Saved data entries
BEGIN

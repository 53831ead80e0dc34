use async_trait::async_trait;
use chrono::Utc;
use sqlx::{PgPool, Row};
use uuid::Uuid;

use crate::database::models::{ChatDocument, QaPair};
use crate::database::store::{ContentStore, StoreResult};

const QA_PAIR_COLUMNS: &str = "response_id, question, response, timestamp, branches, metadata";

/// Create the document tables if they are missing.
///
/// The content database is separate from the migrated relational one, so its
/// schema is applied idempotently on every start.
pub async fn ensure_schema(pool: &PgPool) -> Result<(), sqlx::Error> {
    sqlx::query(
        r#"
        CREATE TABLE IF NOT EXISTS chat_documents (
            chat_id UUID PRIMARY KEY,
            active_branch_id UUID,
            created_at TIMESTAMPTZ NOT NULL DEFAULT NOW()
        )
        "#,
    )
    .execute(pool)
    .await?;

    sqlx::query(
        r#"
        CREATE TABLE IF NOT EXISTS qa_pairs (
            id BIGSERIAL PRIMARY KEY,
            chat_id UUID NOT NULL REFERENCES chat_documents(chat_id) ON DELETE CASCADE,
            response_id TEXT NOT NULL,
            question TEXT NOT NULL,
            response TEXT NOT NULL,
            timestamp TIMESTAMPTZ NOT NULL,
            branches UUID[] NOT NULL DEFAULT '{}',
            metadata JSONB
        )
        "#,
    )
    .execute(pool)
    .await?;

    sqlx::query(
        "CREATE INDEX IF NOT EXISTS idx_qa_pairs_chat_response ON qa_pairs(chat_id, response_id)",
    )
    .execute(pool)
    .await?;

    Ok(())
}

pub struct PgContentStore {
    pool: PgPool,
}

impl PgContentStore {
    pub fn new(pool: PgPool) -> Self {
        Self { pool }
    }
}

#[async_trait]
impl ContentStore for PgContentStore {
    async fn create_document(&self, chat_id: Uuid) -> StoreResult<ChatDocument> {
        sqlx::query(
            "INSERT INTO chat_documents (chat_id, created_at) VALUES ($1, $2) ON CONFLICT (chat_id) DO NOTHING",
        )
        .bind(chat_id)
        .bind(Utc::now())
        .execute(&self.pool)
        .await?;

        Ok(ChatDocument::empty(chat_id))
    }

    async fn get_document(&self, chat_id: Uuid) -> StoreResult<Option<ChatDocument>> {
        let Some(row) =
            sqlx::query("SELECT chat_id, active_branch_id FROM chat_documents WHERE chat_id = $1")
                .bind(chat_id)
                .fetch_optional(&self.pool)
                .await?
        else {
            return Ok(None);
        };

        let qa_pairs = sqlx::query_as::<_, QaPair>(&format!(
            "SELECT {} FROM qa_pairs WHERE chat_id = $1 ORDER BY id",
            QA_PAIR_COLUMNS
        ))
        .bind(chat_id)
        .fetch_all(&self.pool)
        .await?;

        Ok(Some(ChatDocument {
            chat_id: row.try_get("chat_id")?,
            qa_pairs,
            active_branch_id: row.try_get("active_branch_id")?,
        }))
    }

    async fn delete_document(&self, chat_id: Uuid) -> StoreResult<bool> {
        let result = sqlx::query("DELETE FROM chat_documents WHERE chat_id = $1")
            .bind(chat_id)
            .execute(&self.pool)
            .await?;

        Ok(result.rows_affected() > 0)
    }

    async fn push_qa_pair(&self, chat_id: Uuid, pair: QaPair) -> StoreResult<bool> {
        // Inserts nothing when the document does not exist
        let result = sqlx::query(
            r#"
            INSERT INTO qa_pairs (chat_id, response_id, question, response, timestamp, branches, metadata)
            SELECT chat_id, $2, $3, $4, $5, $6, $7 FROM chat_documents WHERE chat_id = $1
            "#,
        )
        .bind(chat_id)
        .bind(&pair.response_id)
        .bind(&pair.question)
        .bind(&pair.response)
        .bind(pair.timestamp)
        .bind(&pair.branches)
        .bind(&pair.metadata)
        .execute(&self.pool)
        .await?;

        Ok(result.rows_affected() > 0)
    }

    async fn find_qa_pair(&self, chat_id: Uuid, response_id: &str) -> StoreResult<Option<QaPair>> {
        let pair = sqlx::query_as::<_, QaPair>(&format!(
            "SELECT {} FROM qa_pairs WHERE chat_id = $1 AND response_id = $2 ORDER BY id LIMIT 1",
            QA_PAIR_COLUMNS
        ))
        .bind(chat_id)
        .bind(response_id)
        .fetch_optional(&self.pool)
        .await?;

        Ok(pair)
    }

    async fn add_branch_to_pair(
        &self,
        chat_id: Uuid,
        response_id: &str,
        branch_id: Uuid,
    ) -> StoreResult<bool> {
        let result = sqlx::query(
            r#"
            UPDATE qa_pairs SET branches = array_append(branches, $3)
            WHERE id = (
                SELECT id FROM qa_pairs WHERE chat_id = $1 AND response_id = $2 ORDER BY id LIMIT 1
            )
            "#,
        )
        .bind(chat_id)
        .bind(response_id)
        .bind(branch_id)
        .execute(&self.pool)
        .await?;

        Ok(result.rows_affected() > 0)
    }

    async fn remove_branch_from_pair(
        &self,
        chat_id: Uuid,
        response_id: &str,
        branch_id: Uuid,
    ) -> StoreResult<bool> {
        let result = sqlx::query(
            r#"
            UPDATE qa_pairs SET branches = array_remove(branches, $3)
            WHERE chat_id = $1 AND response_id = $2 AND $3 = ANY(branches)
            "#,
        )
        .bind(chat_id)
        .bind(response_id)
        .bind(branch_id)
        .execute(&self.pool)
        .await?;

        Ok(result.rows_affected() > 0)
    }

    async fn set_active_branch(&self, chat_id: Uuid, branch_id: Uuid) -> StoreResult<bool> {
        let result = sqlx::query(
            r#"
            UPDATE chat_documents SET active_branch_id = $2
            WHERE chat_id = $1 AND active_branch_id IS DISTINCT FROM $2
            "#,
        )
        .bind(chat_id)
        .bind(branch_id)
        .execute(&self.pool)
        .await?;

        Ok(result.rows_affected() > 0)
    }
}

END

> [Aim of the task] Note every line above where the string "impl" shows up, and copy those lines.

> [Exercise answer]
impl PgContentStore {
impl ContentStore for PgContentStore {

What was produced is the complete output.